Nothing in the records may be dropped. Retype them all exactly.

Collected data:
____
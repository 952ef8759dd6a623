#![deny(warnings, rust_2018_idioms)]
#![forbid(unsafe_code)]

mod authorize;
mod config;
mod endpoint;
mod identity;
mod request;
mod review;

pub use self::{
    authorize::{Authorization, Authorizer, ReviewError},
    config::{AuthConfigSource, HeaderConfig},
    endpoint::is_info_endpoint,
    identity::{extract_identity, Identity, IdentityError},
    request::{is_authenticated, RequestInfo, TlsStatus},
    review::{AccessReview, ResourceAttributes, ReviewClient, Verdict},
};
/// Returns true if `path` is a discovery endpoint that every caller may read
/// without authorization.
///
/// The `/apis/<group>/<version>` part of the URL space only describes what
/// the server serves; anything at or above it is public. A protected resource
/// path like `/apis/upload.datamover.io/v1beta1/namespaces/default/uploadtokenrequests`
/// splits into more than four segments and is never public unless its fifth
/// segment is the version marker.
pub fn is_info_endpoint(path: &str) -> bool {
    // An empty path carries no evidence of being a discovery endpoint; treat
    // it as protected.
    if path.is_empty() {
        return false;
    }

    let segments: Vec<&str> = path.split('/').collect();
    segments.len() <= 4 || segments[4] == "version"
}
use crate::{
    config::AuthConfigSource,
    endpoint::is_info_endpoint,
    identity::{extract_identity, IdentityError},
    request::{is_authenticated, RequestInfo},
    review::{AccessReview, ResourceAttributes, ReviewClient},
};
use http::Method;
use std::collections::HashMap;
use thiserror::Error;
use tracing::debug;

/// The outcome of authorizing one request.
///
/// `Denied` carries a human-readable reason and covers both policy denials
/// and malformed client input. `Failed` is reserved for faults in this engine
/// or the policy service; callers must treat it as "no decision was made" and
/// must not proceed.
#[derive(Debug)]
pub enum Authorization {
    Allowed,
    Denied(String),
    Failed(anyhow::Error),
}

/// A client-input failure while reducing a request to an access review.
///
/// Every variant is the caller's fault, so the message becomes the deny
/// reason verbatim.
#[derive(Clone, Debug, Error, PartialEq, Eq)]
pub enum ReviewError {
    #[error("unknown api endpoint {0}")]
    UnknownEndpoint(String),

    #[error("unknown api group {0}")]
    UnknownGroup(String),

    #[error("unknown resource type {0}")]
    UnknownResource(String),

    #[error("unsupported HTTP method {0}")]
    UnsupportedMethod(String),

    #[error(transparent)]
    Identity(#[from] IdentityError),
}

/// Decides, per inbound request, whether the caller may perform the requested
/// operation, delegating the policy decision to a [`ReviewClient`].
pub struct Authorizer<C, W> {
    client: C,
    config: W,
    api_group: String,
    resource: String,
    verbs: HashMap<Method, String>,
}

// === impl Authorization ===

impl Authorization {
    pub fn is_allowed(&self) -> bool {
        matches!(self, Self::Allowed)
    }

    /// The deny reason, if any. Empty for allowed and failed outcomes.
    pub fn reason(&self) -> &str {
        match self {
            Self::Denied(reason) => reason,
            _ => "",
        }
    }
}

// === impl Authorizer ===

impl<C, W> Authorizer<C, W>
where
    C: ReviewClient,
    W: AuthConfigSource,
{
    pub fn new(client: C, config: W, api_group: impl Into<String>) -> Self {
        Self {
            client,
            config,
            api_group: api_group.into(),
            resource: "uploadtokenrequests".to_string(),
            verbs: HashMap::from([(Method::POST, "create".to_string())]),
        }
    }

    pub fn with_resource(mut self, resource: impl Into<String>) -> Self {
        self.resource = resource.into();
        self
    }

    /// Extends the method→verb table. `POST → create` is seeded by default.
    pub fn with_verb(mut self, method: Method, verb: impl Into<String>) -> Self {
        self.verbs.insert(method, verb.into());
        self
    }

    /// Authorizes one request.
    ///
    /// The transition order is fixed: the public-endpoint check runs before
    /// anything else so that no header can bypass it, then the transport
    /// authentication gate, then review construction, then delegation. Each
    /// state is terminal for the request.
    pub async fn authorize(&self, req: &RequestInfo) -> Authorization {
        // Endpoints that only describe which apis this server provides are
        // open to all callers.
        if is_info_endpoint(&req.path) {
            return Authorization::Allowed;
        }

        if !is_authenticated(req.tls.as_ref()) {
            return Authorization::Denied("request is not authenticated".to_string());
        }

        let review = match self.build_review(req) {
            Ok(review) => review,
            // A failure to build the review means the client did not properly
            // format the request; surface it as the deny reason rather than
            // as an internal error.
            Err(error) => return Authorization::Denied(error.to_string()),
        };

        match self.client.evaluate(review).await {
            Ok(verdict) if verdict.allowed => Authorization::Allowed,
            Ok(verdict) => Authorization::Denied(verdict.reason),
            Err(error) => Authorization::Failed(error),
        }
    }

    /// Reduces a protected request to an access review.
    ///
    /// The path must follow the 7-segment convention
    /// `/apis/{group}/{version}/namespaces/{namespace}/{resource}` and name
    /// the one API group and resource this server serves.
    fn build_review(&self, req: &RequestInfo) -> Result<AccessReview, ReviewError> {
        let segments: Vec<&str> = req.path.split('/').collect();
        if segments.len() != 7 {
            return Err(ReviewError::UnknownEndpoint(req.path.clone()));
        }

        let group = segments[2];
        let version = segments[3];
        let namespace = segments[5];
        let resource = segments[6];

        if group != self.api_group {
            return Err(ReviewError::UnknownGroup(group.to_string()));
        }

        if resource != self.resource {
            return Err(ReviewError::UnknownResource(resource.to_string()));
        }

        let verb = self
            .verbs
            .get(&req.method)
            .ok_or_else(|| ReviewError::UnsupportedMethod(req.method.to_string()))?;

        // Read the snapshot once so the whole request is extracted against a
        // single, consistent set of header names.
        let config = self.config.current();
        let identity = extract_identity(&req.headers, &config)?;

        debug!(user = %identity.user, groups = ?identity.groups, "Generating access review");

        Ok(AccessReview {
            identity,
            attributes: ResourceAttributes {
                namespace: namespace.to_string(),
                verb: verb.clone(),
                group: group.to_string(),
                version: version.to_string(),
                resource: resource.to_string(),
            },
        })
    }
}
____
→ **SOLUTION FOR THIS TASK**
repository 952ef8759dd6a623
#![deny(warnings, rust_2018_idioms)]
#![forbid(unsafe_code)]

mod authorize;
mod config;
mod endpoint;
mod identity;
mod request;
mod review;

pub use self::{
    authorize::{Authorization, Authorizer, ReviewError},
    config::{AuthConfigSource, HeaderConfig},
    endpoint::is_info_endpoint,
    identity::{extract_identity, Identity, IdentityError},
    request::{is_authenticated, RequestInfo, TlsStatus},
    review::{AccessReview, ResourceAttributes, ReviewClient, Verdict},
};
/// Returns true if `path` is a discovery endpoint that every caller may read
/// without authorization.
///
/// The `/apis/<group>/<version>` part of the URL space only describes what
/// the server serves; anything at or above it is public. A protected resource
/// path like `/apis/upload.datamover.io/v1beta1/namespaces/default/uploadtokenrequests`
/// splits into more than four segments and is never public unless its fifth
/// segment is the version marker.
pub fn is_info_endpoint(path: &str) -> bool {
    // An empty path carries no evidence of being a discovery endpoint; treat
    // it as protected.
    if path.is_empty() {
        return false;
    }

    let segments: Vec<&str> = path.split('/').collect();
    segments.len() <= 4 || segments[4] == "version"
}
use crate::{
    config::AuthConfigSource,
    endpoint::is_info_endpoint,
    identity::{extract_identity, IdentityError},
    request::{is_authenticated, RequestInfo},
    review::{AccessReview, ResourceAttributes, ReviewClient},
};
use http::Method;
use std::collections::HashMap;
use thiserror::Error;
use tracing::debug;

/// The outcome of authorizing one request.
///
/// `Denied` carries a human-readable reason and covers both policy denials
/// and malformed client input. `Failed` is reserved for faults in this engine
/// or the policy service; callers must treat it as "no decision was made" and
/// must not proceed.
#[derive(Debug)]
pub enum Authorization {
    Allowed,
    Denied(String),
    Failed(anyhow::Error),
}

/// A client-input failure while reducing a request to an access review.
///
/// Every variant is the caller's fault, so the message becomes the deny
/// reason verbatim.
#[derive(Clone, Debug, Error, PartialEq, Eq)]
pub enum ReviewError {
    #[error("unknown api endpoint {0}")]
    UnknownEndpoint(String),

    #[error("unknown api group {0}")]
    UnknownGroup(String),

    #[error("unknown resource type {0}")]
    UnknownResource(String),

    #[error("unsupported HTTP method {0}")]
    UnsupportedMethod(String),

    #[error(transparent)]
    Identity(#[from] IdentityError),
}

/// Decides, per inbound request, whether the caller may perform the requested
/// operation, delegating the policy decision to a [`ReviewClient`].
pub struct Authorizer<C, W> {
    client: C,
    config: W,
    api_group: String,
    resource: String,
    verbs: HashMap<Method, String>,
}

// === impl Authorization ===

impl Authorization {
    pub fn is_allowed(&self) -> bool {
        matches!(self, Self::Allowed)
    }

    /// The deny reason, if any. Empty for allowed and failed outcomes.
    pub fn reason(&self) -> &str {
        match self {
            Self::Denied(reason) => reason,
            _ => "",
        }
    }
}

// === impl Authorizer ===

impl<C, W> Authorizer<C, W>
where
    C: ReviewClient,
    W: AuthConfigSource,
{
    pub fn new(client: C, config: W, api_group: impl Into<String>) -> Self {
        Self {
            client,
            config,
            api_group: api_group.into(),
            resource: "uploadtokenrequests".to_string(),
            verbs: HashMap::from([(Method::POST, "create".to_string())]),
        }
    }

    pub fn with_resource(mut self, resource: impl Into<String>) -> Self {
        self.resource = resource.into();
        self
    }

    /// Extends the method→verb table. `POST → create` is seeded by default.
    pub fn with_verb(mut self, method: Method, verb: impl Into<String>) -> Self {
        self.verbs.insert(method, verb.into());
        self
    }

    /// Authorizes one request.
    ///
    /// The transition order is fixed: the public-endpoint check runs before
    /// anything else so that no header can bypass it, then the transport
    /// authentication gate, then review construction, then delegation. Each
    /// state is terminal for the request.
    pub async fn authorize(&self, req: &RequestInfo) -> Authorization {
        // Endpoints that only describe which apis this server provides are
        // open to all callers.
        if is_info_endpoint(&req.path) {
            return Authorization::Allowed;
        }

        if !is_authenticated(req.tls.as_ref()) {
            return Authorization::Denied("request is not authenticated".to_string());
        }

        let review = match self.build_review(req) {
            Ok(review) => review,
            // A failure to build the review means the client did not properly
            // format the request; surface it as the deny reason rather than
            // as an internal error.
            Err(error) => return Authorization::Denied(error.to_string()),
        };

        match self.client.evaluate(review).await {
            Ok(verdict) if verdict.allowed => Authorization::Allowed,
            Ok(verdict) => Authorization::Denied(verdict.reason),
            Err(error) => Authorization::Failed(error),
        }
    }

    /// Reduces a protected request to an access review.
    ///
    /// The path must follow the 7-segment convention
    /// `/apis/{group}/{version}/namespaces/{namespace}/{resource}` and name
    /// the one API group and resource this server serves.
    fn build_review(&self, req: &RequestInfo) -> Result<AccessReview, ReviewError> {
        let segments: Vec<&str> = req.path.split('/').collect();
        if segments.len() != 7 {
            return Err(ReviewError::UnknownEndpoint(req.path.clone()));
        }

        let group = segments[2];
        let version = segments[3];
        let namespace = segments[5];
        let resource = segments[6];

        if group != self.api_group {
            return Err(ReviewError::UnknownGroup(group.to_string()));
        }

        if resource != self.resource {
            return Err(ReviewError::UnknownResource(resource.to_string()));
        }

        let verb = self
            .verbs
            .get(&req.method)
            .ok_or_else(|| ReviewError::UnsupportedMethod(req.method.to_string()))?;

        // Read the snapshot once so the whole request is extracted against a
        // single, consistent set of header names.
        let config = self.config.current();
        let identity = extract_identity(&req.headers, &config)?;

        debug!(user = %identity.user, groups = ?identity.groups, "Generating access review");

        Ok(AccessReview {
            identity,
            attributes: ResourceAttributes {
                namespace: namespace.to_string(),
                verb: verb.clone(),
                group: group.to_string(),
                version: version.to_string(),
                resource: resource.to_string(),
            },
        })
    }
}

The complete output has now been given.